FIGURE 4.

Non-MM/BH enzyme kinetics observed by ITC. (A) Single injection experiments with pyruvate kinase in the syringe and phosphoenolpyruvate and ADP in the sample cell (Lonhienne and Winzor, 2002). The displacement of the horizontal baseline is proportional to the velocity of the enzyme. (B) Baseline displacements (ΔP) obtained at different [PEP] (O), in the presence of phenylalanine as an allosteric effector (□), and in the presence of phenylalanine and proline as a molecular crowding agent (■). (C) Multiple injection assay with gluconokinase and ATP in the sample cell and gluconate in the syringe (Rohatgi et al., 2015). (D) Enzyme velocities from (C), fitted to a variant of Equation 12 that accounts for formation of the non-productive E⋅ADP⋅gluconate ternary complex. (E) Single injection assay with substrate (thyrotropin releasing hormone) in the syringe and prolyl oligopeptidase (POP) in the sample cell (Di Trani et al., 2017).
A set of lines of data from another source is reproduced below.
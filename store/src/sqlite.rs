//! SQLite-backed authorization store.
//!
//! Each authorization is kept as its JSON snapshot. Token values and the
//! `state` attribute are copied into indexed columns so `find_by_token`
//! never has to deserialize rows it will not return.

use std::path::Path;
use std::sync::{Mutex, MutexGuard};

use anyhow::{Context, Result, anyhow, bail};
use chrono::Utc;
use grantstate_core::Authorization;
use grantstate_core::types::has_text;
use rusqlite::{Connection, OptionalExtension, params};
use tracing::debug;

use crate::AuthorizationStore;
use crate::fs_security::prepare_database_path;
use crate::lookup::TokenLookup;
use crate::record::{AuthorizationRecord, SCHEMA_VERSION, from_snapshot};

pub struct SqliteAuthorizationStore {
    db: Mutex<Connection>,
}

impl SqliteAuthorizationStore {
    const SCHEMA: &'static str = r"
        CREATE TABLE IF NOT EXISTS authorizations (
            id TEXT PRIMARY KEY,
            client_id TEXT NOT NULL,
            principal_name TEXT NOT NULL,
            grant_type TEXT NOT NULL,
            state TEXT,
            schema_version INTEGER NOT NULL,
            snapshot TEXT NOT NULL,
            updated_at TEXT NOT NULL
        );

        CREATE TABLE IF NOT EXISTS authorization_tokens (
            authorization_id TEXT NOT NULL,
            kind TEXT NOT NULL,
            value TEXT NOT NULL,
            PRIMARY KEY (authorization_id, kind),
            FOREIGN KEY (authorization_id) REFERENCES authorizations(id) ON DELETE CASCADE
        );

        CREATE INDEX IF NOT EXISTS idx_authorization_tokens_value
        ON authorization_tokens(value);

        CREATE INDEX IF NOT EXISTS idx_authorizations_state
        ON authorizations(state);
    ";

    /// Open or create the store database at `path` with owner-only permissions.
    pub fn open(path: impl AsRef<Path>) -> Result<Self> {
        let path = path.as_ref();
        prepare_database_path(path)?;

        let db = Connection::open(path).with_context(|| {
            format!("Failed to open authorization store at {}", path.display())
        })?;
        Self::initialize(db)
    }

    /// Open an in-memory store (for testing).
    pub fn open_in_memory() -> Result<Self> {
        let db =
            Connection::open_in_memory().context("Failed to open in-memory authorization store")?;
        Self::initialize(db)
    }

    fn initialize(db: Connection) -> Result<Self> {
        db.execute_batch(
            "PRAGMA journal_mode=WAL; PRAGMA synchronous=FULL; PRAGMA foreign_keys=ON;",
        )
        .context("Failed to set authorization store pragmas")?;
        db.execute_batch(Self::SCHEMA)
            .context("Failed to create authorization store schema")?;
        Ok(Self { db: Mutex::new(db) })
    }

    /// Number of stored authorizations.
    pub fn count(&self) -> Result<usize> {
        let db = self.lock()?;
        let count: i64 = db
            .query_row("SELECT COUNT(*) FROM authorizations", [], |row| row.get(0))
            .context("Failed to count authorizations")?;
        Ok(count as usize)
    }

    fn lock(&self) -> Result<MutexGuard<'_, Connection>> {
        self.db
            .lock()
            .map_err(|_| anyhow!("Authorization store connection lock poisoned"))
    }
}

fn load(snapshot: Option<String>) -> Result<Option<Authorization>> {
    snapshot
        .map(|json| from_snapshot(&json).context("Failed to load stored authorization"))
        .transpose()
}

impl AuthorizationStore for SqliteAuthorizationStore {
    fn save(&self, authorization: &Authorization) -> Result<()> {
        let record = AuthorizationRecord::from_authorization(authorization);
        let snapshot = record.to_json()?;
        let updated_at = Utc::now().to_rfc3339();

        let mut db = self.lock()?;
        let tx = db
            .transaction()
            .context("Failed to start authorization save transaction")?;

        tx.execute(
            "INSERT INTO authorizations
                 (id, client_id, principal_name, grant_type, state, schema_version, snapshot, updated_at)
             VALUES (?1, ?2, ?3, ?4, ?5, ?6, ?7, ?8)
             ON CONFLICT(id) DO UPDATE SET
                 client_id = excluded.client_id,
                 principal_name = excluded.principal_name,
                 grant_type = excluded.grant_type,
                 state = excluded.state,
                 schema_version = excluded.schema_version,
                 snapshot = excluded.snapshot,
                 updated_at = excluded.updated_at",
            params![
                &record.id,
                &record.client_id,
                &record.principal_name,
                record.grant_type.as_str(),
                authorization.state(),
                SCHEMA_VERSION,
                &snapshot,
                &updated_at,
            ],
        )
        .with_context(|| format!("Failed to upsert authorization {}", record.id))?;

        tx.execute(
            "DELETE FROM authorization_tokens WHERE authorization_id = ?1",
            params![&record.id],
        )
        .context("Failed to clear authorization tokens")?;

        for token in authorization.tokens() {
            let credential = token.credential();
            tx.execute(
                "INSERT INTO authorization_tokens (authorization_id, kind, value)
                 VALUES (?1, ?2, ?3)",
                params![&record.id, credential.kind().as_str(), credential.value()],
            )
            .with_context(|| format!("Failed to index {} token", credential.kind()))?;
        }

        tx.commit()
            .context("Failed to commit authorization save transaction")?;
        debug!(
            id = %record.id,
            scopes = %record.authorized_scopes,
            "Saved authorization"
        );
        Ok(())
    }

    fn remove(&self, authorization: &Authorization) -> Result<()> {
        let id = authorization.id().as_str();
        let db = self.lock()?;
        let removed = db
            .execute("DELETE FROM authorizations WHERE id = ?1", params![id])
            .with_context(|| format!("Failed to remove authorization {id}"))?;
        debug!(id, removed, "Removed authorization");
        Ok(())
    }

    fn find_by_id(&self, id: &str) -> Result<Option<Authorization>> {
        if !has_text(id) {
            bail!("Authorization id cannot be empty");
        }
        let db = self.lock()?;
        let snapshot: Option<String> = db
            .query_row(
                "SELECT snapshot FROM authorizations WHERE id = ?1",
                params![id],
                |row| row.get(0),
            )
            .optional()
            .with_context(|| format!("Failed to query authorization {id}"))?;
        load(snapshot)
    }

    fn find_by_token(
        &self,
        token: &str,
        lookup: Option<TokenLookup>,
    ) -> Result<Option<Authorization>> {
        if !has_text(token) {
            bail!("Token value cannot be empty");
        }
        let db = self.lock()?;
        let snapshot: Option<String> = match lookup {
            Some(TokenLookup::State) => db
                .query_row(
                    "SELECT snapshot FROM authorizations WHERE state = ?1 ORDER BY id LIMIT 1",
                    params![token],
                    |row| row.get(0),
                )
                .optional(),
            Some(TokenLookup::Kind(kind)) => db
                .query_row(
                    "SELECT a.snapshot
                     FROM authorizations a
                     JOIN authorization_tokens t ON t.authorization_id = a.id
                     WHERE t.kind = ?1 AND t.value = ?2
                     ORDER BY a.id
                     LIMIT 1",
                    params![kind.as_str(), token],
                    |row| row.get(0),
                )
                .optional(),
            // Credential matches beat state matches; ties go to the smallest id.
            None => db
                .query_row(
                    "SELECT a.snapshot
                     FROM authorizations a
                     LEFT JOIN (
                         SELECT DISTINCT authorization_id FROM authorization_tokens
                         WHERE value = ?1
                     ) t ON t.authorization_id = a.id
                     WHERE t.authorization_id IS NOT NULL OR a.state = ?1
                     ORDER BY t.authorization_id IS NULL, a.id
                     LIMIT 1",
                    params![token],
                    |row| row.get(0),
                )
                .optional(),
        }
        .context("Failed to query authorization by token")?;
        load(snapshot)
    }
}

#[cfg(test)]
mod tests {
    use chrono::{Duration, TimeZone, Utc};
    use grantstate_core::types::{Claims, ClientId, Credential, GrantType, ScopeSet, TokenKind};
    use grantstate_core::{Authorization, CLAIMS_METADATA_NAME, NOT_BEFORE_CLAIM};
    use rusqlite::params;

    use super::SqliteAuthorizationStore;
    use crate::record::{AuthorizationRecord, SCHEMA_VERSION};
    use crate::{AuthorizationStore, TokenLookup};

    fn issued() -> Authorization {
        let at = Utc.with_ymd_and_hms(2031, 1, 1, 0, 0, 0).unwrap();
        let access = Credential::access("A1")
            .unwrap()
            .with_lifetime(Some(at), Some(at + Duration::hours(1)))
            .unwrap();
        Authorization::with_client(ClientId::new("c1").unwrap())
            .id("auth-1")
            .principal_name("alice")
            .grant_type(GrantType::AuthorizationCode)
            .authorized_scopes(ScopeSet::parse_delimited("openid read"))
            .attribute("state", "st-1")
            .unwrap()
            .token(Credential::authorization_code("code-1").unwrap())
            .token_with(access, |metadata| {
                metadata.with(CLAIMS_METADATA_NAME, Claims::new().with(NOT_BEFORE_CLAIM, at))
            })
            .token(Credential::refresh("R1").unwrap())
            .build()
            .unwrap()
    }

    #[test]
    fn save_then_find_by_id() {
        let store = SqliteAuthorizationStore::open_in_memory().unwrap();
        let authorization = issued();
        store.save(&authorization).unwrap();

        assert_eq!(store.find_by_id("auth-1").unwrap(), Some(authorization));
        assert_eq!(store.find_by_id("auth-2").unwrap(), None);
    }

    #[test]
    fn find_by_token_honours_lookup() {
        let store = SqliteAuthorizationStore::open_in_memory().unwrap();
        store.save(&issued()).unwrap();

        let by = |value: &str, lookup| store.find_by_token(value, lookup).unwrap().is_some();
        assert!(by("R1", None));
        assert!(by("st-1", None));
        assert!(by("R1", Some(TokenLookup::Kind(TokenKind::Refresh))));
        assert!(!by("R1", Some(TokenLookup::Kind(TokenKind::Access))));
        assert!(by("code-1", Some(TokenLookup::Kind(TokenKind::AuthorizationCode))));
        assert!(by("st-1", Some(TokenLookup::State)));
        assert!(!by("A1", Some(TokenLookup::State)));
        assert!(!by("unknown", None));
    }

    #[test]
    fn resave_replaces_token_index() {
        let store = SqliteAuthorizationStore::open_in_memory().unwrap();
        let first = issued();
        store.save(&first).unwrap();

        let rotated = Authorization::from(&first)
            .token(Credential::refresh("R2").unwrap())
            .build()
            .unwrap();
        store.save(&rotated).unwrap();

        assert_eq!(store.count().unwrap(), 1);
        assert!(store.find_by_token("R1", None).unwrap().is_none());
        assert_eq!(store.find_by_token("R2", None).unwrap(), Some(rotated));
    }

    #[test]
    fn remove_cascades_to_token_index() {
        let store = SqliteAuthorizationStore::open_in_memory().unwrap();
        let authorization = issued();
        store.save(&authorization).unwrap();
        store.remove(&authorization).unwrap();
        store.remove(&authorization).unwrap();

        assert_eq!(store.count().unwrap(), 0);
        assert!(store.find_by_token("A1", None).unwrap().is_none());
        let rows: i64 = store
            .lock()
            .unwrap()
            .query_row("SELECT COUNT(*) FROM authorization_tokens", [], |row| {
                row.get(0)
            })
            .unwrap();
        assert_eq!(rows, 0);
    }

    #[test]
    fn reopened_database_returns_same_authorization() {
        let dir = tempfile::tempdir().unwrap();
        let path = dir.path().join("authorizations.db");
        let authorization = issued();

        {
            let store = SqliteAuthorizationStore::open(&path).unwrap();
            store.save(&authorization).unwrap();
        }

        let store = SqliteAuthorizationStore::open(&path).unwrap();
        assert_eq!(store.find_by_id("auth-1").unwrap(), Some(authorization));
    }

    #[test]
    fn unknown_schema_version_fails_to_load() {
        let store = SqliteAuthorizationStore::open_in_memory().unwrap();
        store.save(&issued()).unwrap();

        let mut record = AuthorizationRecord::from_authorization(&issued());
        record.schema_version = SCHEMA_VERSION + 1;
        store
            .lock()
            .unwrap()
            .execute(
                "UPDATE authorizations SET snapshot = ?1 WHERE id = ?2",
                params![record.to_json().unwrap(), "auth-1"],
            )
            .unwrap();

        assert!(store.find_by_id("auth-1").is_err());
    }

    #[test]
    fn credential_match_beats_state_match() {
        let store = SqliteAuthorizationStore::open_in_memory().unwrap();
        let holder = issued();
        let shadow = Authorization::with_client(ClientId::new("c2").unwrap())
            .id("auth-0")
            .principal_name("bob")
            .grant_type(GrantType::AuthorizationCode)
            .attribute("state", "R1")
            .unwrap()
            .build()
            .unwrap();
        store.save(&shadow).unwrap();
        store.save(&holder).unwrap();

        assert_eq!(store.find_by_token("R1", None).unwrap(), Some(holder));
        assert_eq!(
            store.find_by_token("R1", Some(TokenLookup::State)).unwrap(),
            Some(shadow)
        );
    }

    #[test]
    fn extension_grant_type_reloads_equal() {
        let store = SqliteAuthorizationStore::open_in_memory().unwrap();
        for (id, raw) in [
            ("ext", "urn:example:saml2-bearer"),
            ("known", "client_credentials"),
        ] {
            let authorization = Authorization::with_client(ClientId::new("svc").unwrap())
                .id(id)
                .principal_name("svc")
                .grant_type(GrantType::parse(raw).unwrap())
                .build()
                .unwrap();
            store.save(&authorization).unwrap();
            assert_eq!(store.find_by_id(id).unwrap(), Some(authorization));
        }
    }

    #[test]
    fn blank_arguments_are_rejected() {
        let store = SqliteAuthorizationStore::open_in_memory().unwrap();
        assert!(store.find_by_id("").is_err());
        assert!(store.find_by_token("  ", None).is_err());
    }
}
Points are experimental data, red and blue curves are the best fits with classical MM/BH model, and cooperative model (Equation 11) with n = 2.4, respectively. (F) Dependence of the extracted Hill coefficient on POP concentration (0.125, 1.2, and 2 μM). (G) Single injection assay with versatile peroxidase in the sample cell and fulvic acid in the syringe, exhibiting biphasic cooperative kinetics (Siddiqui et al., 2014). (H) Reaction rates as s function of substrate concentration calculated from (G). In (G,H), data were extracted from the original reference using Graph Grabber v2.0.2 (Quintessa) and plotted using MATLAB (MathWorks); red solid curves indicate the first injection and blue dashed curves indicate the second injection.